- **Material for this exercise**
***
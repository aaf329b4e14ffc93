//! HTTP Server
//!
//! REST snapshot endpoints, health checks, Prometheus metrics, and the
//! WebSocket upgrade route, all on one port.
//!
//! # Endpoints
//!
//! - `GET /` - Service info and endpoint map
//! - `GET /api/symbols` - The fixed symbol universe
//! - `GET /api/markets` - Snapshot for every symbol
//! - `GET /api/market/{symbol}` - Snapshot for one symbol
//! - `GET /ws/{symbol}` - WebSocket tick stream
//! - `GET /health` - JSON health status
//! - `GET /healthz` - Kubernetes liveness probe (simple OK)
//! - `GET /readyz` - Kubernetes readiness probe (generator running)
//! - `GET /metrics` - Prometheus metrics in text format

use std::net::SocketAddr;
use std::sync::Arc;
use std::time::Instant;

use axum::{Json, Router, extract::Path, extract::State, http::StatusCode, response::IntoResponse, routing::get};
use chrono::{DateTime, Utc};
use serde::Serialize;
use serde_json::json;
use tokio::net::TcpListener;
use tokio_util::sync::CancellationToken;
use tower_http::cors::CorsLayer;

use crate::application::services::MarketService;
use crate::domain::registry::TopicRegistry;
use crate::infrastructure::generator::TickGenerator;
use crate::infrastructure::metrics::{self, get_metrics_handle};
use crate::infrastructure::ws;

// =============================================================================
// Shared State
// =============================================================================

/// State shared by every HTTP and WebSocket handler.
pub struct AppState {
    /// Snapshot queries and symbol discovery.
    pub service: Arc<MarketService>,
    /// Subscriber registry for fan-out.
    pub registry: Arc<TopicRegistry>,
    /// The tick generator, for health reporting.
    pub generator: Arc<TickGenerator>,
    /// Outbound channel capacity per subscriber.
    pub subscriber_capacity: usize,
    /// Service version.
    pub version: String,
    /// Process start time, for uptime reporting.
    pub started_at: Instant,
}

/// Shared application state reference.
pub type SharedAppState = Arc<AppState>;

// =============================================================================
// Health Response Types
// =============================================================================

/// Health check response.
#[derive(Debug, Clone, Serialize)]
pub struct HealthResponse {
    /// Overall status: "healthy" or "degraded".
    pub status: HealthStatus,
    /// Service version.
    pub version: String,
    /// Server uptime in seconds.
    pub uptime_secs: u64,
    /// Current time.
    pub current_time: DateTime<Utc>,
    /// Whether the tick generator loop is running.
    pub generator_running: bool,
    /// Number of symbols in the fixed universe.
    pub symbols: usize,
    /// Active WebSocket subscribers.
    pub subscribers: usize,
}

/// Overall health status.
#[derive(Debug, Clone, Copy, PartialEq, Eq, Serialize)]
#[serde(rename_all = "lowercase")]
pub enum HealthStatus {
    /// Generator running, updates flowing.
    Healthy,
    /// Serving snapshots but the generator is not running.
    Degraded,
}

// =============================================================================
// HTTP Server
// =============================================================================

/// HTTP server errors.
#[derive(Debug, thiserror::Error)]
pub enum ServerError {
    /// Failed to bind to port.
    #[error("failed to bind to port {0}: {1}")]
    BindFailed(u16, String),

    /// Server error.
    #[error("server error: {0}")]
    ServerFailed(String),
}

/// The service's HTTP server.
pub struct HttpServer {
    port: u16,
    state: SharedAppState,
    cancel: CancellationToken,
}

impl HttpServer {
    /// Create a new HTTP server.
    #[must_use]
    pub const fn new(port: u16, state: SharedAppState, cancel: CancellationToken) -> Self {
        Self {
            port,
            state,
            cancel,
        }
    }

    /// Run the server until cancelled.
    ///
    /// # Errors
    ///
    /// Returns `ServerError` if binding fails or the HTTP server
    /// encounters a fatal error while running.
    pub async fn run(self) -> Result<(), ServerError> {
        let app = router(self.state);

        let addr = SocketAddr::from(([0, 0, 0, 0], self.port));
        let listener = TcpListener::bind(addr)
            .await
            .map_err(|e| ServerError::BindFailed(self.port, e.to_string()))?;

        tracing::info!(port = self.port, "HTTP server listening");

        axum::serve(listener, app)
            .with_graceful_shutdown(self.cancel.cancelled_owned())
            .await
            .map_err(|e| ServerError::ServerFailed(e.to_string()))?;

        tracing::info!("HTTP server stopped");
        Ok(())
    }
}

/// Build the service router over shared state.
///
/// Exposed separately from [`HttpServer`] so integration tests can
/// serve it on an ephemeral port.
pub fn router(state: SharedAppState) -> Router {
    Router::new()
        .route("/", get(root_handler))
        .route("/api/symbols", get(symbols_handler))
        .route("/api/markets", get(markets_handler))
        .route("/api/market/{symbol}", get(market_handler))
        .route("/ws/{symbol}", get(ws::ws_handler))
        .route("/health", get(health_handler))
        .route("/healthz", get(liveness_handler))
        .route("/readyz", get(readiness_handler))
        .route("/metrics", get(metrics_handler))
        // Browser dashboards call this API cross-origin.
        .layer(CorsLayer::permissive())
        .with_state(state)
}

// =============================================================================
// HTTP Handlers
// =============================================================================

async fn root_handler(State(state): State<SharedAppState>) -> impl IntoResponse {
    metrics::record_request("/", "GET");
    Json(json!({
        "service": "Market Data Service",
        "version": state.version,
        "endpoints": {
            "market_data": "/api/market/{symbol}",
            "all_markets": "/api/markets",
            "symbols": "/api/symbols",
            "websocket": "/ws/{symbol}",
        }
    }))
}

async fn symbols_handler(State(state): State<SharedAppState>) -> impl IntoResponse {
    metrics::record_request("/api/symbols", "GET");
    Json(json!({ "symbols": state.service.symbols() }))
}

async fn markets_handler(State(state): State<SharedAppState>) -> impl IntoResponse {
    metrics::record_request("/api/markets", "GET");
    let started = Instant::now();

    let ticks = state.service.all_snapshots().await;

    metrics::record_request_duration("/api/markets", started.elapsed());
    Json(ticks)
}

async fn market_handler(
    State(state): State<SharedAppState>,
    Path(symbol): Path<String>,
) -> impl IntoResponse {
    metrics::record_request("/api/market/{symbol}", "GET");
    let started = Instant::now();

    let symbol = symbol.to_uppercase();
    let response = state.service.snapshot(&symbol).await.map_or_else(
        || {
            (
                StatusCode::NOT_FOUND,
                Json(json!({ "detail": format!("Symbol {symbol} not found") })),
            )
                .into_response()
        },
        |tick| Json(tick).into_response(),
    );

    metrics::record_request_duration("/api/market/{symbol}", started.elapsed());
    response
}

async fn health_handler(State(state): State<SharedAppState>) -> impl IntoResponse {
    let response = build_health_response(&state);
    // Both states serve traffic; degraded only means stale data.
    (StatusCode::OK, Json(response))
}

async fn liveness_handler() -> impl IntoResponse {
    (StatusCode::OK, "OK")
}

async fn readiness_handler(State(state): State<SharedAppState>) -> impl IntoResponse {
    if state.generator.is_running() {
        (StatusCode::OK, "READY")
    } else {
        (StatusCode::SERVICE_UNAVAILABLE, "NOT READY")
    }
}

async fn metrics_handler() -> impl IntoResponse {
    get_metrics_handle().map_or_else(
        || {
            (
                StatusCode::SERVICE_UNAVAILABLE,
                [("content-type", "text/plain")],
                "Metrics not initialized".to_string(),
            )
        },
        |handle| {
            let body = handle.render();
            (
                StatusCode::OK,
                [("content-type", "text/plain; version=0.0.4; charset=utf-8")],
                body,
            )
        },
    )
}

fn build_health_response(state: &AppState) -> HealthResponse {
    let stats = state.registry.stats();
    let generator_running = state.generator.is_running();

    HealthResponse {
        status: if generator_running {
            HealthStatus::Healthy
        } else {
            HealthStatus::Degraded
        },
        version: state.version.clone(),
        uptime_secs: state.started_at.elapsed().as_secs(),
        current_time: Utc::now(),
        generator_running,
        symbols: stats.topics,
        subscribers: stats.subscribers,
    }
}

// =============================================================================
// Tests
// =============================================================================
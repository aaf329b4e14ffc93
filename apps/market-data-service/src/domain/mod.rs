//! Domain Layer - Core market data types and business logic.
//!
//! This layer contains the core domain types for tick generation and
//! fan-out with no external I/O dependencies. All types here are pure
//! Rust with serialization support.

/// Market data types (symbols, ticks, last-known-value board).
pub mod market;

/// Per-topic subscriber registry for broadcast fan-out.
pub mod registry;
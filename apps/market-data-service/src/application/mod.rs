//! Application Layer - Use cases and port definitions.
//!
//! This layer contains the application services and port interfaces
//! that define how the domain interacts with external systems.

/// Port interfaces for external systems (cache-aside store).
pub mod ports;

/// Application services for snapshot queries and symbol discovery.
pub mod services;
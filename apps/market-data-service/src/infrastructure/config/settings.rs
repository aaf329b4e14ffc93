//! Service Configuration Settings
//!
//! Configuration types for the market data service, loaded from
//! environment variables. Every setting has a default; the service
//! starts with no environment at all.

use std::time::Duration;

/// Server port settings.
#[derive(Debug, Clone)]
pub struct ServerSettings {
    /// HTTP server port (REST + WebSocket + health + metrics).
    pub http_port: u16,
}

impl Default for ServerSettings {
    fn default() -> Self {
        Self { http_port: 8000 }
    }
}

/// Tick generator settings.
#[derive(Debug, Clone)]
pub struct GeneratorSettings {
    /// Interval between generation passes.
    pub tick_interval: Duration,
    /// Expiry for mirrored cache entries.
    pub cache_ttl: Duration,
}

impl Default for GeneratorSettings {
    fn default() -> Self {
        Self {
            tick_interval: Duration::from_millis(1000),
            cache_ttl: Duration::from_secs(60),
        }
    }
}

/// Subscriber streaming settings.
#[derive(Debug, Clone)]
pub struct StreamSettings {
    /// Capacity of each subscriber's outbound channel. A subscriber
    /// that falls this far behind is dropped.
    pub subscriber_capacity: usize,
}

impl Default for StreamSettings {
    fn default() -> Self {
        Self {
            subscriber_capacity: 64,
        }
    }
}

/// Complete service configuration.
#[derive(Debug, Clone, Default)]
pub struct ServiceConfig {
    /// Server port settings.
    pub server: ServerSettings,
    /// Tick generator settings.
    pub generator: GeneratorSettings,
    /// Subscriber streaming settings.
    pub stream: StreamSettings,
}

impl ServiceConfig {
    /// Create configuration from environment variables, falling back
    /// to defaults for anything unset or unparseable.
    #[must_use]
    pub fn from_env() -> Self {
        let server = ServerSettings {
            http_port: parse_env_u16("MARKET_DATA_HTTP_PORT", ServerSettings::default().http_port),
        };

        let generator = GeneratorSettings {
            tick_interval: parse_env_duration_millis(
                "MARKET_DATA_TICK_INTERVAL_MS",
                GeneratorSettings::default().tick_interval,
            ),
            cache_ttl: parse_env_duration_secs(
                "MARKET_DATA_CACHE_TTL_SECS",
                GeneratorSettings::default().cache_ttl,
            ),
        };

        let stream = StreamSettings {
            subscriber_capacity: parse_env_usize(
                "MARKET_DATA_SUBSCRIBER_CAPACITY",
                StreamSettings::default().subscriber_capacity,
            ),
        };

        Self {
            server,
            generator,
            stream,
        }
    }
}

fn parse_env_u16(key: &str, default: u16) -> u16 {
    std::env::var(key)
        .ok()
        .and_then(|v| v.parse().ok())
        .unwrap_or(default)
}

fn parse_env_usize(key: &str, default: usize) -> usize {
    std::env::var(key)
        .ok()
        .and_then(|v| v.parse().ok())
        .unwrap_or(default)
}

fn parse_env_duration_secs(key: &str, default: Duration) -> Duration {
    std::env::var(key)
        .ok()
        .and_then(|v| v.parse::<u64>().ok())
        .map_or(default, Duration::from_secs)
}

fn parse_env_duration_millis(key: &str, default: Duration) -> Duration {
    std::env::var(key)
        .ok()
        .and_then(|v| v.parse::<u64>().ok())
        .map_or(default, Duration::from_millis)
}
#![cfg_attr(
    test,
    allow(
        clippy::unwrap_used,
        clippy::expect_used,
        clippy::float_cmp,
        clippy::significant_drop_tightening,
        clippy::too_many_lines,
        clippy::cast_precision_loss,
        clippy::needless_pass_by_value,
        clippy::default_trait_access,
        clippy::items_after_statements
    )
)]

//! Market Data Service - Real-time Crypto Tick Streamer
//!
//! Generates simulated cryptocurrency price ticks once per interval and
//! fans them out to WebSocket subscribers per symbol, with a
//! best-effort cache-aside layer and REST snapshot endpoints.
//!
//! # Layers (inside -> outside)
//!
//! - **Domain**: Core market data types and the fan-out registry
//!   - `market`: Symbols, ticks, the last-known-value board
//!   - `registry`: Per-symbol subscriber sets
//!
//! - **Application**: Use cases and port definitions
//!   - `ports`: Cache-aside store interface
//!   - `services`: Snapshot queries used by REST and sessions
//!
//! - **Infrastructure**: Adapters and external integrations
//!   - `generator`: Interval-driven tick production
//!   - `broadcast`: Per-pass delivery with failure isolation
//!   - `cache`: In-process TTL store adapter
//!   - `http` / `ws`: axum REST endpoints and subscriber sessions
//!   - `config`, `metrics`, `telemetry`: service plumbing
//!
//! # Data Flow
//!
//! ```text
//! TickGenerator ---> Broadcaster ---> TopicRegistry snapshot
//!       |                                   |
//!       v                                   v
//!  cache mirror                 per-subscriber channels ---> WS clients
//! ```

#![forbid(unsafe_code)]
#![warn(missing_docs)]
#![warn(clippy::pedantic)]

// =============================================================================
// Module Declarations
// =============================================================================

/// Domain layer - Core market data types with no external dependencies.
pub mod domain;

/// Application layer - Use cases and port definitions.
pub mod application;

/// Infrastructure layer - Adapters and external integrations.
pub mod infrastructure;

// =============================================================================
// Re-exports
// =============================================================================

// Domain types
pub use domain::market::{PriceBoard, SEED_PRICES, Symbol, Tick};
pub use domain::registry::{
    RegistryStats, SubscriberId, TickSender, TopicRegistry, next_subscriber_id,
};

// Application
pub use application::ports::{CacheError, TickCache, tick_cache_key};
pub use application::services::MarketService;

// Infrastructure config
pub use infrastructure::config::{
    GeneratorSettings, ServerSettings, ServiceConfig, StreamSettings,
};

// Broadcast and generation (for integration tests)
pub use infrastructure::broadcast::{Broadcaster, DeliveryReport};
pub use infrastructure::cache::MemoryTickCache;
pub use infrastructure::generator::{GeneratorError, TickGenerator, next_tick};

// HTTP server (for integration tests)
pub use infrastructure::http::{
    AppState, HealthResponse, HealthStatus, HttpServer, ServerError, SharedAppState, router,
};

// Metrics
pub use infrastructure::metrics::init_metrics;

// Telemetry
pub use infrastructure::telemetry::{TelemetryConfig, TelemetryGuard, init as init_telemetry};
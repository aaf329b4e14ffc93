//! Infrastructure Layer - Adapters and external integrations.
//!
//! This layer contains the concrete implementations of the port
//! interfaces defined in the application layer, plus the service edges.

/// Per-pass broadcast delivery to registered subscribers.
pub mod broadcast;

/// In-process cache-aside adapter.
pub mod cache;

/// Configuration loading.
pub mod config;

/// Interval-driven tick generation.
pub mod generator;

/// HTTP server: REST snapshots, health, metrics.
pub mod http;

/// Prometheus metrics instrumentation.
pub mod metrics;

/// OpenTelemetry tracing integration.
pub mod telemetry;

/// WebSocket subscription sessions.
pub mod ws;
***
- **Problem statement**
Wherever "Overall" occurs in the entries above, copy the line it sits on.

- **Response to this exercise**
    /// Overall status: "healthy" or "degraded".
/// Overall health status.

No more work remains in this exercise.